La Biblia de Nuestro Pueblo (1995)

1Tus juicios son grandiosos e inexplicables; por eso las almas que no aprenden se extraviaron.

2Pensaban los malvados que oprimían a la nación santa, mientras ellos permanecían prisioneros de las tinieblas, en el calabozo de una larga noche, recluidos bajo sus techos, excluidos de la eterna providencia.

3Creían pasar inadvertidos, con sus pecados encubiertos bajo el tupido velo del olvido, pero fueron dispersados, presa de un terrible miedo, sobresaltados por visiones.

4Porque ni el rincón que los escondía los salvaguardaba del miedo, retumbaban a su alrededor ruidos aterradores y se les aparecían tétricos fantasmas de lúgubres rostros.

5No había fuego bastante para iluminarlos, ni el resplandor brillante de los astros lograban iluminar aquella noche siniestra.

6Para ellos brillaba solamente una fogata espeluznante que ardía por sí sola, y era tal el miedo, que cuando la visión desaparecía de su vista, todavía les parecía más terrible.

7Los trucos de la magia habían fracasado y su alarde de ciencia sufría un descalabro vergonzoso,

8porque los que se comprometían a expulsar del alma enferma terrores y sobresaltos padecían ellos mismos un pánico ridículo.

9Aunque nada inquietante les metiera miedo, horrorizados por el paso de alimañas y el silbido de reptiles,

10sucumbían temblando, negándose a mirar el aire del que nadie puede escapar.

11Pues la maldad de por sí es cobarde y se condena a sí misma; acorralada por la conciencia se imagina siempre lo peor,

12porque el miedo no es otra cosa que la renuncia a los auxilios que da la reflexión;

13siendo menor la esperanza, más grave se le hace la causa de la tortura.

14Durante aquella noche insoportable, salida de los rincones del impotente Abismo, mientras dormían el mismo sueño,

15o los perseguían monstruosos espectros, o al darse por vencidos quedaban paralizados, porque los invadió un miedo repentino e inesperado.

16Así, todo el que allí caía, quienquiera que fuese, quedaba encarcelado, recluido en una prisión sin barrotes;

17fuese labrador o pastor u obrero que trabajara en lugares solitarios, sufría, sorprendido, el castigo inevitable;

18porque a todos amarraba la misma cadena de tinieblas.

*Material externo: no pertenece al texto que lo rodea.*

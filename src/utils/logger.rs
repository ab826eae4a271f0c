use tracing_subscriber::{layer::SubscriberExt, util::SubscriberInitExt, EnvFilter};

pub fn init_cli_logger(verbose: bool) {
    let filter = if verbose {
        EnvFilter::try_from_default_env()
            .unwrap_or_else(|_| EnvFilter::new("bulk_verify=debug,info"))
    } else {
        EnvFilter::try_from_default_env().unwrap_or_else(|_| EnvFilter::new("bulk_verify=info"))
    };

    tracing_subscriber::registry()
        .with(filter)
        .with(
            tracing_subscriber::fmt::layer()
                .with_target(false)
                .with_thread_ids(false)
                .with_file(false)
                .with_line_number(false)
                .compact(),
        )
        .init();
}

/// JSON lines on stdout, for runs whose logs are shipped to an aggregator.
pub fn init_json_logger() {
    let filter =
        EnvFilter::try_from_default_env().unwrap_or_else(|_| EnvFilter::new("bulk_verify=info"));

    tracing_subscriber::registry()
        .with(filter)
        .with(
            tracing_subscriber::fmt::layer()
                .with_target(false)
                .with_thread_ids(false)
                .with_file(false)
                .with_line_number(false)
                .json(),
        )
        .init();
}
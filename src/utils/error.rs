use thiserror::Error;

#[derive(Error, Debug)]
pub enum VerifyError {
    #[error("Unsupported file format '{extension}'. Upload a CSV or XLSX file")]
    UnsupportedFormat { extension: String },

    #[error("Uploaded file must contain the following columns: {}", .columns.join(", "))]
    MissingColumns { columns: Vec<String> },

    #[error("Unknown verification endpoint '{name}'")]
    UnknownEndpoint { name: String },

    #[error("Zip operation failed: {0}")]
    ZipError(#[from] zip::result::ZipError),

    #[error("CSV processing error: {0}")]
    CsvError(#[from] csv::Error),

    #[error("Spreadsheet processing error: {0}")]
    SpreadsheetError(String),

    #[error("IO error: {0}")]
    IoError(#[from] std::io::Error),

    #[error("Serialization error: {0}")]
    SerializationError(#[from] serde_json::Error),

    #[error("Configuration validation failed for '{field}': {message}")]
    ConfigValidationError { field: String, message: String },

    #[error("Invalid value '{value}' for '{field}': {reason}")]
    InvalidConfigValueError {
        field: String,
        value: String,
        reason: String,
    },

    #[error("Missing required configuration '{field}'")]
    MissingConfigError { field: String },

    #[error("Batch processing error: {message}")]
    ProcessingError { message: String },
}

#[derive(Debug, Clone, Copy, PartialEq, Eq)]
pub enum ErrorCategory {
    Input,
    Configuration,
    Io,
    Processing,
}

#[derive(Debug, Clone, Copy, PartialEq, Eq, PartialOrd, Ord)]
pub enum ErrorSeverity {
    Low,
    Medium,
    High,
    Critical,
}

impl VerifyError {
    pub fn category(&self) -> ErrorCategory {
        match self {
            Self::UnsupportedFormat { .. }
            | Self::MissingColumns { .. }
            | Self::CsvError(_)
            | Self::SpreadsheetError(_) => ErrorCategory::Input,
            Self::UnknownEndpoint { .. }
            | Self::ConfigValidationError { .. }
            | Self::InvalidConfigValueError { .. }
            | Self::MissingConfigError { .. } => ErrorCategory::Configuration,
            Self::IoError(_) | Self::ZipError(_) => ErrorCategory::Io,
            Self::SerializationError(_) | Self::ProcessingError { .. } => {
                ErrorCategory::Processing
            }
        }
    }

    pub fn severity(&self) -> ErrorSeverity {
        match self.category() {
            ErrorCategory::Input | ErrorCategory::Configuration => ErrorSeverity::High,
            ErrorCategory::Io => ErrorSeverity::Critical,
            ErrorCategory::Processing => ErrorSeverity::Medium,
        }
    }

    pub fn recovery_suggestion(&self) -> String {
        match self {
            Self::UnsupportedFormat { .. } => {
                "Save the upload as .csv or .xlsx and run again".to_string()
            }
            Self::MissingColumns { columns } => format!(
                "Add the column(s) {} to the header row of the upload",
                columns.join(", ")
            ),
            Self::UnknownEndpoint { .. } => {
                "Run with --list-endpoints to see the available verification types".to_string()
            }
            Self::CsvError(_) | Self::SpreadsheetError(_) => {
                "Check that the upload is a well-formed spreadsheet".to_string()
            }
            Self::ConfigValidationError { field, .. }
            | Self::InvalidConfigValueError { field, .. }
            | Self::MissingConfigError { field } => {
                format!("Fix '{}' in the configuration file", field)
            }
            Self::IoError(_) | Self::ZipError(_) => {
                "Check file permissions and free disk space for the output path".to_string()
            }
            Self::SerializationError(_) | Self::ProcessingError { .. } => {
                "Re-run the batch; rows are independent and can be retried".to_string()
            }
        }
    }

    pub fn user_friendly_message(&self) -> String {
        match self.category() {
            ErrorCategory::Input => format!("The uploaded file could not be used: {}", self),
            ErrorCategory::Configuration => format!("Configuration problem: {}", self),
            ErrorCategory::Io => format!("Could not read or write files: {}", self),
            ErrorCategory::Processing => format!("The batch could not be completed: {}", self),
        }
    }
}

impl From<calamine::XlsxError> for VerifyError {
    fn from(err: calamine::XlsxError) -> Self {
        VerifyError::SpreadsheetError(err.to_string())
    }
}

impl From<calamine::XlsError> for VerifyError {
    fn from(err: calamine::XlsError) -> Self {
        VerifyError::SpreadsheetError(err.to_string())
    }
}

pub type Result<T> = std::result::Result<T, VerifyError>;

#[cfg(test)]
mod tests {
    use super::*;

    #[test]
    fn test_missing_columns_message_lists_every_column() {
        let err = VerifyError::MissingColumns {
            columns: vec!["sno".to_string(), "pan".to_string()],
        };
        assert_eq!(
            err.to_string(),
            "Uploaded file must contain the following columns: sno, pan"
        );
        assert_eq!(err.category(), ErrorCategory::Input);
        assert_eq!(err.severity(), ErrorSeverity::High);
    }

    #[test]
    fn test_io_errors_are_critical() {
        let err = VerifyError::IoError(std::io::Error::new(
            std::io::ErrorKind::PermissionDenied,
            "denied",
        ));
        assert_eq!(err.severity(), ErrorSeverity::Critical);
        assert!(err.user_friendly_message().starts_with("Could not read or write files"));
    }
}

El silbido del viento, el canto melodioso de las aves en la espesura de las ramas, la cadencia del agua fluyendo impetuosa,

19el golpe seco de las rocas al precipitarse, la invisible carrera de los animales retozando, el rugido de las bestias más feroces, el eco retumbante en las cavernas de los montes los dejaba paralizados de terror.

20El mundo entero, iluminado por una luz radiante, se entregaba sin trabas a sus tareas;

21sobre ellos solos se cernía una noche agobiante, imagen de las tinieblas que los esperaba. Pero ellos eran para sí mismos más insoportables que las tinieblas.